§ Stored data entries
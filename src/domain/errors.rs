//! Domain error types
//!
//! This module defines the error hierarchy for the exporter.
//! Errors are domain-specific and don't expose third-party types.

use thiserror::Error;

/// Main exporter error type
///
/// This is the primary error type used throughout the application.
/// It wraps specific error types and provides context for error handling.
#[derive(Debug, Error)]
pub enum ExportError {
    /// Configuration-related errors
    #[error("Configuration error: {0}")]
    Configuration(String),

    /// Oracle-related errors
    #[error("Oracle error: {0}")]
    Oracle(#[from] OracleError),

    /// The oracle has not produced entropy for the requested batch yet
    #[error("No entropy available for batch {batch}; the VRF request may not be fulfilled yet")]
    EntropyNotAvailable { batch: u64 },

    /// Hex payload could not be turned into values
    #[error("Decode error: {0}")]
    Decode(String),

    /// I/O errors
    #[error("I/O error: {0}")]
    Io(String),

    /// Generic errors with context
    #[error("{0}")]
    Other(String),
}

/// Oracle-specific errors
///
/// Errors that occur when reading from the JSON-RPC node.
/// These errors don't expose third-party HTTP client types.
#[derive(Debug, Error)]
pub enum OracleError {
    /// Failed to reach the RPC node
    #[error("Failed to connect to RPC node: {0}")]
    ConnectionFailed(String),

    /// Non-success HTTP status
    #[error("HTTP error: {status} - {message}")]
    Http { status: u16, message: String },

    /// JSON-RPC error object returned by the node
    #[error("RPC error {code}: {message}")]
    Rpc { code: i64, message: String },

    /// Response body or ABI payload is malformed
    #[error("Invalid response from RPC node: {0}")]
    InvalidResponse(String),

    /// Timeout
    #[error("Request timeout: {0}")]
    Timeout(String),
}

// Conversion from std::io::Error
impl From<std::io::Error> for ExportError {
    fn from(err: std::io::Error) -> Self {
        ExportError::Io(err.to_string())
    }
}

// Conversion from toml parse errors
impl From<toml::de::Error> for ExportError {
    fn from(err: toml::de::Error) -> Self {
        ExportError::Configuration(format!("TOML parse error: {err}"))
    }
}

impl ExportError {
    /// Whether the failure came from talking to the RPC node
    pub fn is_connection_error(&self) -> bool {
        matches!(
            self,
            ExportError::Oracle(OracleError::ConnectionFailed(_))
                | ExportError::Oracle(OracleError::Timeout(_))
                | ExportError::Oracle(OracleError::Http { .. })
        )
    }
}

§ Work request
Output all of the records above unchanged.

§ Output
filename src/domain/errors.rs
//! Domain error types
//!
//! This module defines the error hierarchy for the exporter.
//! Errors are domain-specific and don't expose third-party types.

use thiserror::Error;

/// Main exporter error type
///
/// This is the primary error type used throughout the application.
/// It wraps specific error types and provides context for error handling.
#[derive(Debug, Error)]
pub enum ExportError {
    /// Configuration-related errors
    #[error("Configuration error: {0}")]
    Configuration(String),

    /// Oracle-related errors
    #[error("Oracle error: {0}")]
    Oracle(#[from] OracleError),

    /// The oracle has not produced entropy for the requested batch yet
    #[error("No entropy available for batch {batch}; the VRF request may not be fulfilled yet")]
    EntropyNotAvailable { batch: u64 },

    /// Hex payload could not be turned into values
    #[error("Decode error: {0}")]
    Decode(String),

    /// I/O errors
    #[error("I/O error: {0}")]
    Io(String),

    /// Generic errors with context
    #[error("{0}")]
    Other(String),
}

/// Oracle-specific errors
///
/// Errors that occur when reading from the JSON-RPC node.
/// These errors don't expose third-party HTTP client types.
#[derive(Debug, Error)]
pub enum OracleError {
    /// Failed to reach the RPC node
    #[error("Failed to connect to RPC node: {0}")]
    ConnectionFailed(String),

    /// Non-success HTTP status
    #[error("HTTP error: {status} - {message}")]
    Http { status: u16, message: String },

    /// JSON-RPC error object returned by the node
    #[error("RPC error {code}: {message}")]
    Rpc { code: i64, message: String },

    /// Response body or ABI payload is malformed
    #[error("Invalid response from RPC node: {0}")]
    InvalidResponse(String),

    /// Timeout
    #[error("Request timeout: {0}")]
    Timeout(String),
}

// Conversion from std::io::Error
impl From<std::io::Error> for ExportError {
    fn from(err: std::io::Error) -> Self {
        ExportError::Io(err.to_string())
    }
}

// Conversion from toml parse errors
impl From<toml::de::Error> for ExportError {
    fn from(err: toml::de::Error) -> Self {
        ExportError::Configuration(format!("TOML parse error: {err}"))
    }
}

impl ExportError {
    /// Whether the failure came from talking to the RPC node
    pub fn is_connection_error(&self) -> bool {
        matches!(
            self,
            ExportError::Oracle(OracleError::ConnectionFailed(_))
                | ExportError::Oracle(OracleError::Timeout(_))
                | ExportError::Oracle(OracleError::Http { .. })
        )
    }
}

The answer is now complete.